> **GOAL OF THE EXERCISE**: Using the material below, print the line that contains "per target color.", the line that contains "swatches using a", and every line in between, exactly and nothing else.

> **SUPPLIED MATERIAL**:

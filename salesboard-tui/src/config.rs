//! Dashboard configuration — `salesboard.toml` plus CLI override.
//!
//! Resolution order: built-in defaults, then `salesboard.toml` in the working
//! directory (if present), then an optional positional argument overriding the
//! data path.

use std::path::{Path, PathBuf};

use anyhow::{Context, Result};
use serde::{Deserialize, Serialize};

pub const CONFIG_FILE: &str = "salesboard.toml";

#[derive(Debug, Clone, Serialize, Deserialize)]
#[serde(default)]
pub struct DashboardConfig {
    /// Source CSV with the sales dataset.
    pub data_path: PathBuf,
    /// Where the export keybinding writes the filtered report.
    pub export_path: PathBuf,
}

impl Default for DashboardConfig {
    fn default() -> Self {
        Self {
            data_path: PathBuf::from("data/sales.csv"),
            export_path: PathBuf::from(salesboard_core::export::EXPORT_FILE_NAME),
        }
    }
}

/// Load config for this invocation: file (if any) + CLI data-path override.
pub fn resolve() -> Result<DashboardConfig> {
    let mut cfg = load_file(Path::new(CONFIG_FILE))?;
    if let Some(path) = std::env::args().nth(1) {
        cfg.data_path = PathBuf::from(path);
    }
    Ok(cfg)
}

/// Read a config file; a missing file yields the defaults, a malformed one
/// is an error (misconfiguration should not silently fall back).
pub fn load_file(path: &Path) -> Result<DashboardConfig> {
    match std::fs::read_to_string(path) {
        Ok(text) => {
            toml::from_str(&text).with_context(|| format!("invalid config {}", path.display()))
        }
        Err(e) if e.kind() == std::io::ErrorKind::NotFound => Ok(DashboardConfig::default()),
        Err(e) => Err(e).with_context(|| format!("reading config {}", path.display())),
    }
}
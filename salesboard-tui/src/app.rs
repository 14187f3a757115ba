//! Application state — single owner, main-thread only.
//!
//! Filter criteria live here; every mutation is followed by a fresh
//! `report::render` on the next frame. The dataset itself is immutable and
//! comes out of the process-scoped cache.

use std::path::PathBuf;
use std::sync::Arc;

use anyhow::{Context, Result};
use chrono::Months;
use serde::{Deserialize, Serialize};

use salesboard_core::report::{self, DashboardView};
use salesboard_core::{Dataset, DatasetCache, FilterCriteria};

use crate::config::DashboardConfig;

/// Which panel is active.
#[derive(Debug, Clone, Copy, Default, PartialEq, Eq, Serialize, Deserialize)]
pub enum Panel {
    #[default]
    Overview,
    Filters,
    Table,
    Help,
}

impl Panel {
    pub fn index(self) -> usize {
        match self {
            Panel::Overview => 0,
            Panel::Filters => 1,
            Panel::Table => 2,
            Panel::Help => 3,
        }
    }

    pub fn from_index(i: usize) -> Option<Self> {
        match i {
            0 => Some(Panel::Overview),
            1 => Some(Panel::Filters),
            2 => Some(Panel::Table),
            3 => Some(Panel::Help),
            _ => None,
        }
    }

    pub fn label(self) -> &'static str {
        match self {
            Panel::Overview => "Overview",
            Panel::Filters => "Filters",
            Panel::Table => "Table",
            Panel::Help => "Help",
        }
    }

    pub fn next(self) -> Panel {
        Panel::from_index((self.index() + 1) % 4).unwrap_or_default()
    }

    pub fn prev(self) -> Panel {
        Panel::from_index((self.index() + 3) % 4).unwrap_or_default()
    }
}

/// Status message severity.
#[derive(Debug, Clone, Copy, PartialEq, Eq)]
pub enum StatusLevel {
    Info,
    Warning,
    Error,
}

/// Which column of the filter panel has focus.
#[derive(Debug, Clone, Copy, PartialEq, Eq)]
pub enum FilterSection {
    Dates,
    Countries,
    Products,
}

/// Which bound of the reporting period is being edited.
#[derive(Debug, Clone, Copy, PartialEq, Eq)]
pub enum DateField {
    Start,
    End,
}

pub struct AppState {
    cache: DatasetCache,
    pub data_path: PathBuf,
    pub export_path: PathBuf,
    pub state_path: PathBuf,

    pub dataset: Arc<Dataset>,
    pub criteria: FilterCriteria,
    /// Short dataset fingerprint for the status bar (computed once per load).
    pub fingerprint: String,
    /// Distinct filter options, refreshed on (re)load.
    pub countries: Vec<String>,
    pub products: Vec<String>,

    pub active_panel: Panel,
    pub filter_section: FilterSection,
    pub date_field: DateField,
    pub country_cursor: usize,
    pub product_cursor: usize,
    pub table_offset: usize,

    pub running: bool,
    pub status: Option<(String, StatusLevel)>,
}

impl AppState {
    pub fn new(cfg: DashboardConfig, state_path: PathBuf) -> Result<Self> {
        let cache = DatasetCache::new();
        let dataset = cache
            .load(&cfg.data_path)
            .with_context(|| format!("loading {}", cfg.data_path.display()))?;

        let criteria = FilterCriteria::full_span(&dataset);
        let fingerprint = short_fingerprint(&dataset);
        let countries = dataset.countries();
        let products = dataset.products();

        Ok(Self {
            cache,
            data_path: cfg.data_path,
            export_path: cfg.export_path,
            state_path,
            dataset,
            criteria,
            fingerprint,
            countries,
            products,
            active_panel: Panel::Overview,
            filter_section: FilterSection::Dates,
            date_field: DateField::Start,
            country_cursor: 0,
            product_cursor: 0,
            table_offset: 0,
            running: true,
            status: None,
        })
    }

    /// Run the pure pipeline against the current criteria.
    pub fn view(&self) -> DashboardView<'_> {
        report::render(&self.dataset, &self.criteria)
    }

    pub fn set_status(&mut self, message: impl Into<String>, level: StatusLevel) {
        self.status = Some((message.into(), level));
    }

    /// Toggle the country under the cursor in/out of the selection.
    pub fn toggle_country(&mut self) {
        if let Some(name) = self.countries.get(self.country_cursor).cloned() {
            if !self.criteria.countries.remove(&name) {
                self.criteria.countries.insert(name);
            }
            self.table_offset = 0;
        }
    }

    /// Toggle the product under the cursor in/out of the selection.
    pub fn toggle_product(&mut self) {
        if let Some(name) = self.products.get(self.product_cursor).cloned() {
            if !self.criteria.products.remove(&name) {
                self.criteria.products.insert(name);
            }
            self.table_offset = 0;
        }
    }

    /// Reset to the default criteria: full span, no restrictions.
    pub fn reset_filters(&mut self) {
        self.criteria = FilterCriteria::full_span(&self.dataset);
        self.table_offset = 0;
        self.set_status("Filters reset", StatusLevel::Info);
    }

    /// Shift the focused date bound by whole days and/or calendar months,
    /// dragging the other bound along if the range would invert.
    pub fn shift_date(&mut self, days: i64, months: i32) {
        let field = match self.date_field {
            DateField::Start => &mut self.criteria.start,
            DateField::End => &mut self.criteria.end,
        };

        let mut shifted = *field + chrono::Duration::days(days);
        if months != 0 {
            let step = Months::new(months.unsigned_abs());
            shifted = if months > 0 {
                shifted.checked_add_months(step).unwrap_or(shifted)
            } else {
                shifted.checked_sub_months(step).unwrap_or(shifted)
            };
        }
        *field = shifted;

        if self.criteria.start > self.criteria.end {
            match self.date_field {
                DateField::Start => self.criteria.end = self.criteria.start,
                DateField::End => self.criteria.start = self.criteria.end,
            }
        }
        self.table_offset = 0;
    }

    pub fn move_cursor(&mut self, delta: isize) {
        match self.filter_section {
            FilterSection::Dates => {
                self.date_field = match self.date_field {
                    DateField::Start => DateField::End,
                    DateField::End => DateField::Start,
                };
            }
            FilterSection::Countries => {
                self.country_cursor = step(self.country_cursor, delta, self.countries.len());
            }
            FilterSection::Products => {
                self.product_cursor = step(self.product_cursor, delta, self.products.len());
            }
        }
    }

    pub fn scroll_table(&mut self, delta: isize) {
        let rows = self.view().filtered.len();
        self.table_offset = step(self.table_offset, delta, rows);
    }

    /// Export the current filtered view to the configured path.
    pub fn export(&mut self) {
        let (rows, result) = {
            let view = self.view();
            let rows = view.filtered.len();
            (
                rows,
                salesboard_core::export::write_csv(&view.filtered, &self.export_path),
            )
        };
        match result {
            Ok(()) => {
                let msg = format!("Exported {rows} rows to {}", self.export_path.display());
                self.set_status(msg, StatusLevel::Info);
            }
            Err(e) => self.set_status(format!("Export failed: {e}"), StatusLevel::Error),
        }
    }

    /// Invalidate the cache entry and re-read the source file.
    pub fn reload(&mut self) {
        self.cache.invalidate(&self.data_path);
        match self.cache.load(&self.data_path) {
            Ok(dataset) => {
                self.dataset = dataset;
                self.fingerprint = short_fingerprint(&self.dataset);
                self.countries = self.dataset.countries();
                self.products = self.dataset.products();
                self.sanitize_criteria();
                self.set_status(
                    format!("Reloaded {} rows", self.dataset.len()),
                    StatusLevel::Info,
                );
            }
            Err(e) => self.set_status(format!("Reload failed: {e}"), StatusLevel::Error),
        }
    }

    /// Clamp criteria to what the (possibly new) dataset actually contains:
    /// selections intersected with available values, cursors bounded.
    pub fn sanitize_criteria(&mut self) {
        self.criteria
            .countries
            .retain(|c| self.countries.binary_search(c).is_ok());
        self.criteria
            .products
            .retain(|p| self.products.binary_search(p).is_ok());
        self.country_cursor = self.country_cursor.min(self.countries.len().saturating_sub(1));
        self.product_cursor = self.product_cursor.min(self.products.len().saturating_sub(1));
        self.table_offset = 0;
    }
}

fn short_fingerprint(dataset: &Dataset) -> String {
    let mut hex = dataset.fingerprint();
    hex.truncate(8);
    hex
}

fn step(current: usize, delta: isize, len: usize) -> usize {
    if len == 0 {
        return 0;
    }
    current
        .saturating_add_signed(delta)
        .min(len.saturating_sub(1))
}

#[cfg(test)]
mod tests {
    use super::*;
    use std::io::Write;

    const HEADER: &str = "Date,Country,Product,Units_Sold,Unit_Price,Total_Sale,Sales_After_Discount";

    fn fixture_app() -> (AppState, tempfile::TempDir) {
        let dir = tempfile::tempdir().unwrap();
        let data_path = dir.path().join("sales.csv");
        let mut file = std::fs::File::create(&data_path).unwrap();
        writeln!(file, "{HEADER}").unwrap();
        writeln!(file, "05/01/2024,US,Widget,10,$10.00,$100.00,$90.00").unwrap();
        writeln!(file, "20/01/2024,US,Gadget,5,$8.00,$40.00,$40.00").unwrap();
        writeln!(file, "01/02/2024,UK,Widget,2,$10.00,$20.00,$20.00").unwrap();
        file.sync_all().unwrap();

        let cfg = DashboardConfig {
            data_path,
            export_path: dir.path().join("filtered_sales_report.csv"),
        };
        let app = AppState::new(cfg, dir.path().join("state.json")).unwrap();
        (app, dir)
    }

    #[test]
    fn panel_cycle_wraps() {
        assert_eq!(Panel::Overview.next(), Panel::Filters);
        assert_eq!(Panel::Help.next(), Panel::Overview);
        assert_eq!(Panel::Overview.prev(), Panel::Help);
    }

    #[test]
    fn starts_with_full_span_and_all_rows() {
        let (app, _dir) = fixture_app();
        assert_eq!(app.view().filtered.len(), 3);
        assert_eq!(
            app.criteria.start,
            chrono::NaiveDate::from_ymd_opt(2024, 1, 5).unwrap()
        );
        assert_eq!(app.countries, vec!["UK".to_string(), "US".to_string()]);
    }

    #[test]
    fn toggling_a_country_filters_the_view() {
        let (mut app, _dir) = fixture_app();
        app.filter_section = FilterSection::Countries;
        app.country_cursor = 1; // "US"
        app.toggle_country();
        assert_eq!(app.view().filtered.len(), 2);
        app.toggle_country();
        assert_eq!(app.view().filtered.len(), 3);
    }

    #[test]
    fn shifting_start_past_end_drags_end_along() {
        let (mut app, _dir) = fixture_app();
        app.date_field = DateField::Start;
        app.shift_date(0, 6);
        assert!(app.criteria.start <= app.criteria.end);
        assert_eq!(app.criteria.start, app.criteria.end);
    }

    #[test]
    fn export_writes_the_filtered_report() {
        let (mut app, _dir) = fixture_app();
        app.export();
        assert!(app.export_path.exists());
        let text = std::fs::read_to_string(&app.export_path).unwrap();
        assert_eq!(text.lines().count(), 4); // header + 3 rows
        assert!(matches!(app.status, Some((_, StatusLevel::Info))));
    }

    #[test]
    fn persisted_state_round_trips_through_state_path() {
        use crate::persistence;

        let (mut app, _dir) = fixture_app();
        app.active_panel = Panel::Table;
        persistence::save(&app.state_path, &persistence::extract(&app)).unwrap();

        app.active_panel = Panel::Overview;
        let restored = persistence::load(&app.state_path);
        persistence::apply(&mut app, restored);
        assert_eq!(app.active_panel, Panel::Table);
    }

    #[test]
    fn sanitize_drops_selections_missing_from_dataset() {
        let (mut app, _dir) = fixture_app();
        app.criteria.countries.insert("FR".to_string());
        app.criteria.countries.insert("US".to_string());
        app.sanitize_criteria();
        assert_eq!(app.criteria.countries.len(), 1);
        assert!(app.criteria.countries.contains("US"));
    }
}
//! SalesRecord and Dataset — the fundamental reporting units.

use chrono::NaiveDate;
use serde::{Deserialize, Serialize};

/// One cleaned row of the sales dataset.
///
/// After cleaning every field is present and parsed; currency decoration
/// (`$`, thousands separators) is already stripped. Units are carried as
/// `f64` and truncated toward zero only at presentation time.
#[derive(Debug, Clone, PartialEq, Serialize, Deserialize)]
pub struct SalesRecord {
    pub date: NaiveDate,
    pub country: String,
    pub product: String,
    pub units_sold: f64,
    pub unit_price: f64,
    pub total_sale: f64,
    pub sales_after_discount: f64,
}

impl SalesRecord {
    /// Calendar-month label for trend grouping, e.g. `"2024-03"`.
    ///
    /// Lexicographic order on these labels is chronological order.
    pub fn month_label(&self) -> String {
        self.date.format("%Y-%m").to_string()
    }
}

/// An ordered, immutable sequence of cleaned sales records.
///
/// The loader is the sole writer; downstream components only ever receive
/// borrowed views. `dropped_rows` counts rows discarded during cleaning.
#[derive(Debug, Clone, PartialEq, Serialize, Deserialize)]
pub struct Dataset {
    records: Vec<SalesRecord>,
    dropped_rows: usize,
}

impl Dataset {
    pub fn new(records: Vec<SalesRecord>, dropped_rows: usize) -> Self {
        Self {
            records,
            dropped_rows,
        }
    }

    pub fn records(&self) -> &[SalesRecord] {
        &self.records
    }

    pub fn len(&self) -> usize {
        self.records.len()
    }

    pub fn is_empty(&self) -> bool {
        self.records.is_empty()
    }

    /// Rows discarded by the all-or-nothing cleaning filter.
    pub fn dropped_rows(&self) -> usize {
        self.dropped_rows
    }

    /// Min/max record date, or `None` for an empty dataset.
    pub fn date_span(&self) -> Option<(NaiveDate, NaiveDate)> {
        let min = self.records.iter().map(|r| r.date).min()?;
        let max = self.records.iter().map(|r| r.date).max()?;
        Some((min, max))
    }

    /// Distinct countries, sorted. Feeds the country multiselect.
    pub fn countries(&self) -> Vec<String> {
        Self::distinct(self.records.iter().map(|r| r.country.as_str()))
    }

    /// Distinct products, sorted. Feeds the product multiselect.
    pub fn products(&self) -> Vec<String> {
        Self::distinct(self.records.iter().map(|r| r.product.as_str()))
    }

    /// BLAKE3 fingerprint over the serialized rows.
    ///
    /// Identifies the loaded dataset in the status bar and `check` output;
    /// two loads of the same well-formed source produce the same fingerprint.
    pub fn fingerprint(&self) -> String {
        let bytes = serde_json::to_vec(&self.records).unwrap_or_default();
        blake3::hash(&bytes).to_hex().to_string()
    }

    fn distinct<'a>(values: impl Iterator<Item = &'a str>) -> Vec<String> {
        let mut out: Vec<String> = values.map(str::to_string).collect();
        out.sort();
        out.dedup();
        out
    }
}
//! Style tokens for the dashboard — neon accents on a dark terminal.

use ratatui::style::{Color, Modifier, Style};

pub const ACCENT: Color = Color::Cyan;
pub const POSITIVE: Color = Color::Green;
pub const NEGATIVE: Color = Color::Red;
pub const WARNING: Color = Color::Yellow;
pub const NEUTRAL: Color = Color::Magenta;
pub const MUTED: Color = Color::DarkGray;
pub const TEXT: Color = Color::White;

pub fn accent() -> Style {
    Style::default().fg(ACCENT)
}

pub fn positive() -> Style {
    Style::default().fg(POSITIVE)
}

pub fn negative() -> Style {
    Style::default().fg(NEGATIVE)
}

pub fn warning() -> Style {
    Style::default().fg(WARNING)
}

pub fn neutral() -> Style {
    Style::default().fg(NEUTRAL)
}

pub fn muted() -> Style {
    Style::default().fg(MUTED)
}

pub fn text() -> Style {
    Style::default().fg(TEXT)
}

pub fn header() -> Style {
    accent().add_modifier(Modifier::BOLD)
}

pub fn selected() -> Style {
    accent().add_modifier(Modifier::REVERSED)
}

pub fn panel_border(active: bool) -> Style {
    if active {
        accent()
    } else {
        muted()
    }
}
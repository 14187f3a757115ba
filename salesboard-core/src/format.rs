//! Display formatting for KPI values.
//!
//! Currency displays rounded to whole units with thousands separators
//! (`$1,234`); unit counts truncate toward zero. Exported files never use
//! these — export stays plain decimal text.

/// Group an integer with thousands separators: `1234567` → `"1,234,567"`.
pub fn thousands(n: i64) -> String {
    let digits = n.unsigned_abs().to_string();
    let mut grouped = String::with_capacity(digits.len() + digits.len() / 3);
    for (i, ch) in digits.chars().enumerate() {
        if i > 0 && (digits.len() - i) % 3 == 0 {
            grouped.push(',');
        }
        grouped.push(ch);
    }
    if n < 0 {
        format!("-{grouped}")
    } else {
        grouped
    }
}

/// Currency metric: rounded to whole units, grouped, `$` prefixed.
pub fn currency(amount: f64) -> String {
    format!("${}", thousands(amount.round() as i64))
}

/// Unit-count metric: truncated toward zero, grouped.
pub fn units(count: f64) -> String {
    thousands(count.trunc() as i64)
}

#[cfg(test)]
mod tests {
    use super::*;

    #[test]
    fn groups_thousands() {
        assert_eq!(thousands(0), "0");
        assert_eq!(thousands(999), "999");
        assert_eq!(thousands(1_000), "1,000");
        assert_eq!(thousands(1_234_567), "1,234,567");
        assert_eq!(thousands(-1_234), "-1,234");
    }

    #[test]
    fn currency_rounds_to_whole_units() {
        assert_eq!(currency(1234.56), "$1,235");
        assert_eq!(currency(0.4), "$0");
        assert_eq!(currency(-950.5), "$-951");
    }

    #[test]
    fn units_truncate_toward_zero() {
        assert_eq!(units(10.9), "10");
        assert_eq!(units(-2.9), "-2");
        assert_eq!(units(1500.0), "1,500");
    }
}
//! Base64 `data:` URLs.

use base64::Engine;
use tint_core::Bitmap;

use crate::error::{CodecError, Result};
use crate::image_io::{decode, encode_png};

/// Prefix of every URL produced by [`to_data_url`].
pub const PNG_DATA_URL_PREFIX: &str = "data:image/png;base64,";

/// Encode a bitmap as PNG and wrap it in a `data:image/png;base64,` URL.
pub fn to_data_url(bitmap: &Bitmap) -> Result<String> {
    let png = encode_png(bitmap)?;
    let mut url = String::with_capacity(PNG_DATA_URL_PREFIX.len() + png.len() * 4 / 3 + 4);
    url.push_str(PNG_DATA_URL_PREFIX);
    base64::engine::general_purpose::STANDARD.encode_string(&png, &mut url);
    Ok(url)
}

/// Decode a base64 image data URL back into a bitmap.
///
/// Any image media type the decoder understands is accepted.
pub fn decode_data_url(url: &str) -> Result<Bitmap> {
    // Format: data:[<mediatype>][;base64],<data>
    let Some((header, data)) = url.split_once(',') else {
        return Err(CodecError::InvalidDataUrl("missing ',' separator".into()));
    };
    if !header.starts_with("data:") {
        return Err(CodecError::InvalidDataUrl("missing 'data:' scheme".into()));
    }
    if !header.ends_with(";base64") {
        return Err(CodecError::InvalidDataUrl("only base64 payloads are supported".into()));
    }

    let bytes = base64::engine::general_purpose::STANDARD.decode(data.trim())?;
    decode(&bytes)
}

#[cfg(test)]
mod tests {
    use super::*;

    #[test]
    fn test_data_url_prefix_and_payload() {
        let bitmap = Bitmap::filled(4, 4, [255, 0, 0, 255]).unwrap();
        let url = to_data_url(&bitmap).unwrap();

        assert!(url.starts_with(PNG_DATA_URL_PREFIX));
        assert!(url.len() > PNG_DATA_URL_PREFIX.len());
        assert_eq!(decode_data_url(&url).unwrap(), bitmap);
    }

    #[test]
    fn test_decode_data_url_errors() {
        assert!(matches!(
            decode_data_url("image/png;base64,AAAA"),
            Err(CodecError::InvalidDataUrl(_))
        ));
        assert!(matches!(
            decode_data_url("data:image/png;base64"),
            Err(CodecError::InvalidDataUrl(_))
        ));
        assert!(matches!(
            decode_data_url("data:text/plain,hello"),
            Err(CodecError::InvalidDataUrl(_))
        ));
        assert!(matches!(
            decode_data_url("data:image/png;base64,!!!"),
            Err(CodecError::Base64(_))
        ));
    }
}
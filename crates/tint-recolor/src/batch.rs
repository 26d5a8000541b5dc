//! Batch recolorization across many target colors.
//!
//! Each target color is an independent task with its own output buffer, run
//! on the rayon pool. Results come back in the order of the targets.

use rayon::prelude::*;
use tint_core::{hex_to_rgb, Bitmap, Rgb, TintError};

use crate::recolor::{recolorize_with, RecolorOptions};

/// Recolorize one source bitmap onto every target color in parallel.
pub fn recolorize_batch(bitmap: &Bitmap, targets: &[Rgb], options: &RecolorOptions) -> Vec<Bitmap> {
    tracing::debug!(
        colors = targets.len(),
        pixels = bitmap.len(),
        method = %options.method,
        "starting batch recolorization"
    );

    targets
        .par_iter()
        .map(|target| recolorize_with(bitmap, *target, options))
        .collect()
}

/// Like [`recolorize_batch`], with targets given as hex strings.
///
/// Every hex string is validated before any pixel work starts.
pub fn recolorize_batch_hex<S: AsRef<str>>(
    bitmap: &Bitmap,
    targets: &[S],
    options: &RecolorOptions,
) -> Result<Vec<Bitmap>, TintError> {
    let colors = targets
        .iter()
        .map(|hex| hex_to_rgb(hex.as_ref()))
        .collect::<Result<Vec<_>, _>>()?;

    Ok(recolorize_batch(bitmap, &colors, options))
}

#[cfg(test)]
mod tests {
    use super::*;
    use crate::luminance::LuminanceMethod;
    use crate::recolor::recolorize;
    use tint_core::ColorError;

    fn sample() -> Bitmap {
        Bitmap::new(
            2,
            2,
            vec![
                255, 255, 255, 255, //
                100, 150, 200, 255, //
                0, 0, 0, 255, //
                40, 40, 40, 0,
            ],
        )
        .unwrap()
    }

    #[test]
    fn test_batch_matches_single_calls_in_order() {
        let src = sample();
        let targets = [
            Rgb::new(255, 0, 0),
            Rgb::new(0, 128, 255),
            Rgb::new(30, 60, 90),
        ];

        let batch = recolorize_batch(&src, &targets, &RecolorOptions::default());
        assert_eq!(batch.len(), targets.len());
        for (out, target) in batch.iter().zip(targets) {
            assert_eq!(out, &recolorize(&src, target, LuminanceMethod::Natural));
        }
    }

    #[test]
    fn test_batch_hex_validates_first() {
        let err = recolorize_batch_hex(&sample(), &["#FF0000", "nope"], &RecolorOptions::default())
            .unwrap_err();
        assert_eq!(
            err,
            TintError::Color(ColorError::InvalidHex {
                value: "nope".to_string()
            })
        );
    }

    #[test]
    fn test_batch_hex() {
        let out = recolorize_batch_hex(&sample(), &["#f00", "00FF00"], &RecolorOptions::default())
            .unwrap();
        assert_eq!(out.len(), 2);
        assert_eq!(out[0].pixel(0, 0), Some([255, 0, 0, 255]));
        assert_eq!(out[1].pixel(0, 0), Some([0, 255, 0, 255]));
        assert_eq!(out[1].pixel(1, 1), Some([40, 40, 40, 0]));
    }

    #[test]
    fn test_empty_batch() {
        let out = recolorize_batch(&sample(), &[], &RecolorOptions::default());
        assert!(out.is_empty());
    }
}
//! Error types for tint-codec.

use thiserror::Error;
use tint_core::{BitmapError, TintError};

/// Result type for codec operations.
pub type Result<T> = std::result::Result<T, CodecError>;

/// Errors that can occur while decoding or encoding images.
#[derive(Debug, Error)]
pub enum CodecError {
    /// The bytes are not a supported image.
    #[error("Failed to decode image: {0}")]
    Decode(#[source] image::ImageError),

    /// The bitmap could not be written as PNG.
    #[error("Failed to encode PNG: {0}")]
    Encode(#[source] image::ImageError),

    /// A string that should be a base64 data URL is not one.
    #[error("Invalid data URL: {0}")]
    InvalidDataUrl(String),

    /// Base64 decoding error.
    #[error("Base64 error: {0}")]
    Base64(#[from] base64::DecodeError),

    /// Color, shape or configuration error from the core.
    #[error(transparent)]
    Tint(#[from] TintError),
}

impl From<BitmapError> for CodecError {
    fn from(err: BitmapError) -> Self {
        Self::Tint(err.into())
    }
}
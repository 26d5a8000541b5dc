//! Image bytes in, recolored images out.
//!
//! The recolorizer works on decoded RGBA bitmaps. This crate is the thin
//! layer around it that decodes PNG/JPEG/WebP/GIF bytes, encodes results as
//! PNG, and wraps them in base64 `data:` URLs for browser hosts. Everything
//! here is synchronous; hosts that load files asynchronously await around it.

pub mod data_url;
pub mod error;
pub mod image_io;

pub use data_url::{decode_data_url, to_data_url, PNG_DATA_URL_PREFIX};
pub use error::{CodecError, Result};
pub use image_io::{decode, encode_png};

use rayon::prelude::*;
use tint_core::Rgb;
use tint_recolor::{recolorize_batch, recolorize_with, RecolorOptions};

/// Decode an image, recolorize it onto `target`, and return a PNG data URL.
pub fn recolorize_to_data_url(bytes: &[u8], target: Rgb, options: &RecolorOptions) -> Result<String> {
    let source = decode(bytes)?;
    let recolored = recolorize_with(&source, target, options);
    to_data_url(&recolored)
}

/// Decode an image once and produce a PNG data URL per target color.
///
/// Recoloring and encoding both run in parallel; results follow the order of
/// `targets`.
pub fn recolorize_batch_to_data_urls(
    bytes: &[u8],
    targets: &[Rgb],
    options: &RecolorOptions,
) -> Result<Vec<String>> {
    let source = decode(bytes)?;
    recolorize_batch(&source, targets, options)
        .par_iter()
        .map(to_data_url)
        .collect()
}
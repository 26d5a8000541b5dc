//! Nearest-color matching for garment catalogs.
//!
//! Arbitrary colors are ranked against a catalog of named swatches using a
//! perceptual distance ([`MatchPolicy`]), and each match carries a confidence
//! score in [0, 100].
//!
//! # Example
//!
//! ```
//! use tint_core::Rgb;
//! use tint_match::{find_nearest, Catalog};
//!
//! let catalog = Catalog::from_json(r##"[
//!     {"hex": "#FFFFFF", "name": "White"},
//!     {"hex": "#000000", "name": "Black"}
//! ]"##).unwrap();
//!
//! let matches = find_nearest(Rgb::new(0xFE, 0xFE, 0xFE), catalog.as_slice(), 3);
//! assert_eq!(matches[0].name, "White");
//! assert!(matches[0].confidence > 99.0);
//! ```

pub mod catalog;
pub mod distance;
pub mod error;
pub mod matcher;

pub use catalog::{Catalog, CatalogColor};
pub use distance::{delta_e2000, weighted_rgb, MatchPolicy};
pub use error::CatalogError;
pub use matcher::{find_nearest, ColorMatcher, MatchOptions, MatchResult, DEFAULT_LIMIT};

> **ANSWER FOR THIS EXERCISE**:
/// Decode an image once and produce a PNG data URL per target color.
///
/// Recoloring and encoding both run in parallel; results follow the order of
/// `targets`.
pub fn recolorize_batch_to_data_urls(
    bytes: &[u8],
    targets: &[Rgb],
    options: &RecolorOptions,
) -> Result<Vec<String>> {
    let source = decode(bytes)?;
    recolorize_batch(&source, targets, options)
        .par_iter()
        .map(to_data_url)
        .collect()
}
repository 26d5a8000541b5dc
//! Nearest-color matching for garment catalogs.
//!
//! Arbitrary colors are ranked against a catalog of named swatches using a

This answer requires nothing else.